Action item ▸ Among the entries, which lines carry the string "textlen"? Copy every one.

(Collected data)
* * *

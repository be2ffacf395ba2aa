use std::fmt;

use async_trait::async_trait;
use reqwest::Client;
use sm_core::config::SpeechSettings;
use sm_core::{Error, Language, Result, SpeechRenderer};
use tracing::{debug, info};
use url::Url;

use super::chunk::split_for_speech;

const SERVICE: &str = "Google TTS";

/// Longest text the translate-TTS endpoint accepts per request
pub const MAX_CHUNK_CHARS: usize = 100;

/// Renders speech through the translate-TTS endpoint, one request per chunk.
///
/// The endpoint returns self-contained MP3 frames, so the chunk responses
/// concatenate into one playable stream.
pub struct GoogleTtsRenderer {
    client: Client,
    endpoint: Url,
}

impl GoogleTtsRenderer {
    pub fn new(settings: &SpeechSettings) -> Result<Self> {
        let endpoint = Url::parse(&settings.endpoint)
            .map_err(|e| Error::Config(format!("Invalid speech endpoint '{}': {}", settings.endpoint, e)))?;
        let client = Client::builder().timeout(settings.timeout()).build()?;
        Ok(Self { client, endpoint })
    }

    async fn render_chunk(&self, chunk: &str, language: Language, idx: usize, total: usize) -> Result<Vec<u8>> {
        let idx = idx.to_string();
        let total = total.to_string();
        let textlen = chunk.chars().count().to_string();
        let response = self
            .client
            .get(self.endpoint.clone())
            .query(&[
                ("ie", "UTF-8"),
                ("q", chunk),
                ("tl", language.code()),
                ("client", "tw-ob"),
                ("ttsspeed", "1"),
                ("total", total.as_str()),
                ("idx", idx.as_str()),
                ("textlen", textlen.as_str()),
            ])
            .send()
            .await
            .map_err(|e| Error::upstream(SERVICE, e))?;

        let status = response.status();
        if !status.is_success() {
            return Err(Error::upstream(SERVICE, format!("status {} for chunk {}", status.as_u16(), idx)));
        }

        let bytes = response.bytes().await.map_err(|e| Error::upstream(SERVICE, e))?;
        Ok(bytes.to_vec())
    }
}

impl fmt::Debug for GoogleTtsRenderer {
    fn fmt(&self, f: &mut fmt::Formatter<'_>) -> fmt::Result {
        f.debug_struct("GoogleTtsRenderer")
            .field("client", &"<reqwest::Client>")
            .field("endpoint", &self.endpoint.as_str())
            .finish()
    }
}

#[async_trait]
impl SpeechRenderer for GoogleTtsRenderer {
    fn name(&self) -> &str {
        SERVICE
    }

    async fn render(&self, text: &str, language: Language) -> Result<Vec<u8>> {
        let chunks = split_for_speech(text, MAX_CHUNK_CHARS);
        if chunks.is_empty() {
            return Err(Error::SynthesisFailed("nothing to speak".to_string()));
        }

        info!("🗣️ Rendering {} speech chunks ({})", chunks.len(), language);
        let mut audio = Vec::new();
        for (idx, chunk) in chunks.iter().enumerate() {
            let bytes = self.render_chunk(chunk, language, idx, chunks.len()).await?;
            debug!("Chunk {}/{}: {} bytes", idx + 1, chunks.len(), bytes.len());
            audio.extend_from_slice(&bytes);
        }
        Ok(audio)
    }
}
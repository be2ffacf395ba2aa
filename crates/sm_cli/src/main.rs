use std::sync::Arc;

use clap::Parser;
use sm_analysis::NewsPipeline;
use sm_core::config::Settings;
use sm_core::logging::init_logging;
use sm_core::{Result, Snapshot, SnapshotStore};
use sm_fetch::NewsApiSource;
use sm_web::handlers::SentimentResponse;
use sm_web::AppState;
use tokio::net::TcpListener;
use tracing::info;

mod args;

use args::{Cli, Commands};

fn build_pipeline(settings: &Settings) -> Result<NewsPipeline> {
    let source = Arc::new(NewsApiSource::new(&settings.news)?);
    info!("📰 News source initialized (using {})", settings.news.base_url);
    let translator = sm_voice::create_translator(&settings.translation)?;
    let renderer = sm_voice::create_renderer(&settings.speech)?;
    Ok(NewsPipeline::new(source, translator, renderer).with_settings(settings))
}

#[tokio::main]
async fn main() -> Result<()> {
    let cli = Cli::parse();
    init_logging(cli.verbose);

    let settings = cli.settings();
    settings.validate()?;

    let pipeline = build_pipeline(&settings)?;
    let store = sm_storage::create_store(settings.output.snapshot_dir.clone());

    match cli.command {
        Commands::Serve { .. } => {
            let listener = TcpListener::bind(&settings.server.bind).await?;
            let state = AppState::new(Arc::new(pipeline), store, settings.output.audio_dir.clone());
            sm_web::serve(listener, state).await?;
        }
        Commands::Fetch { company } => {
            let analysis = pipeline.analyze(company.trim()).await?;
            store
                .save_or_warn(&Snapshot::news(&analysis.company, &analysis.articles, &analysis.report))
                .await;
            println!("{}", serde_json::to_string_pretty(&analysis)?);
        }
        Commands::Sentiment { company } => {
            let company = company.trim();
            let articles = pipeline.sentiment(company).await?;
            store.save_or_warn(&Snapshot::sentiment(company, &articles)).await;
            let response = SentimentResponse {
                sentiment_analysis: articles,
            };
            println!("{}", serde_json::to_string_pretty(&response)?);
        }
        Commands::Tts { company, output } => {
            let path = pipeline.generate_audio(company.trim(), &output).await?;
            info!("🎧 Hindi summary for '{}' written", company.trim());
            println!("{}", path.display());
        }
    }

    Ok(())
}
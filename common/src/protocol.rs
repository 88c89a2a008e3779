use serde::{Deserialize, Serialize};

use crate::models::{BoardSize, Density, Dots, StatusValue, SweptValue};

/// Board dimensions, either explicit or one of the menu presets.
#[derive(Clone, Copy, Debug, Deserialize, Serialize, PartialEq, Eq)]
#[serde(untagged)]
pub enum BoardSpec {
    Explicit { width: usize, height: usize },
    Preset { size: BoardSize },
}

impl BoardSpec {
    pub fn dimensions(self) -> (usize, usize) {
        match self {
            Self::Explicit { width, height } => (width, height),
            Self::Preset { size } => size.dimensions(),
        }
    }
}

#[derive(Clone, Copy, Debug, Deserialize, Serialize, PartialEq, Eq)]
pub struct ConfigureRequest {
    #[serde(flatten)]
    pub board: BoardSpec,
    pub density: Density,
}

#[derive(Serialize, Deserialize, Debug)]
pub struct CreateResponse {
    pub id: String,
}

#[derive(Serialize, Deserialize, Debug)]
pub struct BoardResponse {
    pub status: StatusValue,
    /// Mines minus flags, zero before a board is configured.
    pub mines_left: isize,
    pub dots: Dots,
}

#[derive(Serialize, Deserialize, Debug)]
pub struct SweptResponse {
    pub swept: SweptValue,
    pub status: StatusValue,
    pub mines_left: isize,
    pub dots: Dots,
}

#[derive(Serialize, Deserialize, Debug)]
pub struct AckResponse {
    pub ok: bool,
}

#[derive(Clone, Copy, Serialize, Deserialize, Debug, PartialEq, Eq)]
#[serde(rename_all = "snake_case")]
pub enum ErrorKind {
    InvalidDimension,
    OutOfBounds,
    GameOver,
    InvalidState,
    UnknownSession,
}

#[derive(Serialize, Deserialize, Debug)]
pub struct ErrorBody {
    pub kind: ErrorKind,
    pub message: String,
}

* * *

Result of this task ▸
        let textlen = chunk.chars().count().to_string();
                ("textlen", textlen.as_str()),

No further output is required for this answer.